The first time I realised that he was my look-alike was back in 1972 when two young women at a work barbecue started looking at me and then began whispering and giggling.  At that stage, I had never heard of Elton John. But somebody showed me a record cover, and the similarity was immediately recognisable. When you are both mesomorph with heavy legs, wear glasses and have at certain angles, a similarity in features, then does that make one a lookalike – a sosie – a doppelgänger – a double? It may.

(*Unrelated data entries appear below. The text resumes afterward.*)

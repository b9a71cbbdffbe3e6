//! 看门狗
//!
//! 每个 tick 做两项检查：
//! - 卡死：派发器持续处于 Processing 超过阈值
//! - 存活：在短超时内查询通道会话状态，超时或出错即视为无响应
//!
//! 任一故障都是致命的：通过 ShutdownManager 升级，由外部监管重启进程。
//! 看门狗只读派发状态，从不修改队列或状态。

use std::sync::Arc;
use std::time::Duration;

use tokio::time::{Instant, MissedTickBehavior};

use crate::config::WatchdogSection;
use crate::core::{DispatchState, ShutdownManager, WatchdogFault};
use crate::transport::Transport;

#[derive(Debug, Clone, PartialEq, Eq)]
pub struct WatchdogConfig {
    pub tick: Duration,
    pub stuck_threshold: Duration,
    pub probe_timeout: Duration,
}

impl Default for WatchdogConfig {
    fn default() -> Self {
        Self::from(&WatchdogSection::default())
    }
}

impl From<&WatchdogSection> for WatchdogConfig {
    fn from(cfg: &WatchdogSection) -> Self {
        Self {
            tick: Duration::from_secs(cfg.tick_secs.max(1)),
            stuck_threshold: Duration::from_secs(cfg.stuck_threshold_secs),
            probe_timeout: Duration::from_secs(cfg.probe_timeout_secs),
        }
    }
}

pub struct Watchdog {
    state: Arc<DispatchState>,
    transport: Arc<dyn Transport>,
    config: WatchdogConfig,
}

impl Watchdog {
    pub fn new(
        state: Arc<DispatchState>,
        transport: Arc<dyn Transport>,
        config: WatchdogConfig,
    ) -> Self {
        Self {
            state,
            transport,
            config,
        }
    }

    /// 卡死检查
    pub fn check_stuck(&self) -> Result<(), WatchdogFault> {
        match self.state.processing_elapsed(Instant::now()) {
            Some(elapsed) if elapsed > self.config.stuck_threshold => Err(WatchdogFault::StuckJob {
                elapsed,
                threshold: self.config.stuck_threshold,
            }),
            _ => Ok(()),
        }
    }

    /// 存活探测；会话未就绪但能按时应答不算故障
    pub async fn probe(&self) -> Result<(), WatchdogFault> {
        match tokio::time::timeout(self.config.probe_timeout, self.transport.session_state()).await
        {
            Ok(Ok(session)) => {
                if !session.ready {
                    tracing::warn!(
                        pending_challenge = session.has_pending_challenge,
                        "Transport session not ready"
                    );
                }
                Ok(())
            }
            Ok(Err(e)) => Err(WatchdogFault::TransportUnresponsive(e.to_string())),
            Err(_) => Err(WatchdogFault::TransportUnresponsive(format!(
                "session probe timed out after {:?}",
                self.config.probe_timeout
            ))),
        }
    }

    /// 单次检查（先卡死后探测）
    pub async fn check_once(&self) -> Result<(), WatchdogFault> {
        self.check_stuck()?;
        self.probe().await
    }

    /// 周期检查；发现故障即升级并退出
    pub async fn run(self, shutdown: ShutdownManager) {
        let token = shutdown.token();
        let mut ticker = tokio::time::interval_at(Instant::now() + self.config.tick, self.config.tick);
        ticker.set_missed_tick_behavior(MissedTickBehavior::Delay);

        tracing::info!(
            tick_secs = self.config.tick.as_secs(),
            stuck_threshold_secs = self.config.stuck_threshold.as_secs(),
            "Watchdog started"
        );

        loop {
            tokio::select! {
                _ = token.cancelled() => break,
                _ = ticker.tick() => {
                    if let Err(fault) = self.check_once().await {
                        shutdown.escalate(&fault);
                        break;
                    }
                    tracing::debug!(phase = ?self.state.phase(), "Watchdog tick ok");
                }
            }
        }

        tracing::info!("Watchdog stopped");
    }
}

#[cfg(test)]
mod tests {
    use super::*;
    use crate::core::{DispatchError, ShutdownReason};
    use crate::transport::{MockOutcome, MockTransport};

    fn watchdog(transport: Arc<MockTransport>) -> (Arc<DispatchState>, Watchdog) {
        let state = Arc::new(DispatchState::new());
        let dog = Watchdog::new(Arc::clone(&state), transport, WatchdogConfig::default());
        (state, dog)
    }

    #[tokio::test(start_paused = true)]
    async fn test_idle_and_healthy_is_ok() {
        let (_, dog) = watchdog(Arc::new(MockTransport::ready()));
        assert!(dog.check_once().await.is_ok());
    }

    #[tokio::test(start_paused = true)]
    async fn test_stuck_processing_is_fault() {
        let (state, dog) = watchdog(Arc::new(MockTransport::ready()));
        assert!(state.begin_processing(1));

        tokio::time::advance(Duration::from_secs(300)).await;
        assert!(dog.check_stuck().is_ok());

        tokio::time::advance(Duration::from_secs(61)).await;
        assert!(matches!(
            dog.check_stuck(),
            Err(WatchdogFault::StuckJob { .. })
        ));
    }

    #[tokio::test(start_paused = true)]
    async fn test_probe_timeout_is_fault() {
        let transport = Arc::new(MockTransport::ready());
        transport.set_probe(MockOutcome::Hang);
        let (_, dog) = watchdog(transport);

        let start = Instant::now();
        assert!(matches!(
            dog.probe().await,
            Err(WatchdogFault::TransportUnresponsive(_))
        ));
        assert_eq!(start.elapsed(), Duration::from_secs(10));
    }

    #[tokio::test(start_paused = true)]
    async fn test_probe_error_is_fault_but_not_ready_is_not() {
        let (_, dog) = watchdog(Arc::new(MockTransport::not_ready()));
        assert!(dog.probe().await.is_ok());

        let transport = Arc::new(MockTransport::ready());
        transport.set_probe(MockOutcome::Fail(DispatchError::TransportUnavailable(
            "bridge down".into(),
        )));
        let (_, dog) = watchdog(transport);
        assert!(dog.probe().await.is_err());
    }

    #[tokio::test(start_paused = true)]
    async fn test_run_escalates_fatal() {
        let transport = Arc::new(MockTransport::ready());
        transport.set_probe(MockOutcome::Hang);
        let (_, dog) = watchdog(transport);

        let shutdown = ShutdownManager::new();
        dog.run(shutdown.clone()).await;

        assert!(shutdown.is_shutdown());
        let reason = shutdown.reason().unwrap();
        assert!(matches!(reason, ShutdownReason::Fatal(_)));
        assert_ne!(reason.exit_code(), 0);
    }

    #[tokio::test(start_paused = true)]
    async fn test_run_escalates_stuck_job_within_one_tick() {
        let (state, dog) = watchdog(Arc::new(MockTransport::ready()));
        assert!(state.begin_processing(1));
        let shutdown = ShutdownManager::new();
        let handle = tokio::spawn(dog.run(shutdown.clone()));

        // 360s 阈值 + 60s tick：419s 时仍未升级
        tokio::time::sleep(Duration::from_secs(419)).await;
        assert_eq!(shutdown.reason(), None);

        tokio::time::sleep(Duration::from_secs(2)).await;
        assert!(handle.is_finished());
        match shutdown.reason() {
            Some(ShutdownReason::Fatal(msg)) => assert!(msg.contains("stuck"), "{msg}"),
            other => panic!("expected fatal stuck job, got {other:?}"),
        }
        assert!(shutdown.fatal_token().is_cancelled());
    }

    #[tokio::test(start_paused = true)]
    async fn test_run_stops_on_shutdown() {
        let (_, dog) = watchdog(Arc::new(MockTransport::ready()));
        let shutdown = ShutdownManager::new();
        let handle = tokio::spawn(dog.run(shutdown.clone()));

        tokio::time::sleep(Duration::from_secs(150)).await;
        shutdown.shutdown(ShutdownReason::Signal);
        handle.await.unwrap();
        assert_eq!(shutdown.reason(), Some(ShutdownReason::Signal));
    }
}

With me, it has never been more than a quirk, occasionally a conversation piece – but the confounding variable is lifestyle and, with time, nobody could be a genuine doppelgänger for such a unique personality as John – certainly not a retired guy called Jack without the same array of wigs. I really conform to the research findings about environmental push-back.

Mouse Whisper

There were two celebrities who looked alike. In a restaurant, one approached his doppelgänger, and before he could say anything, the first looked him up and down slowly, and said “My, you are a handsome fellow!” and without further ado got up and left.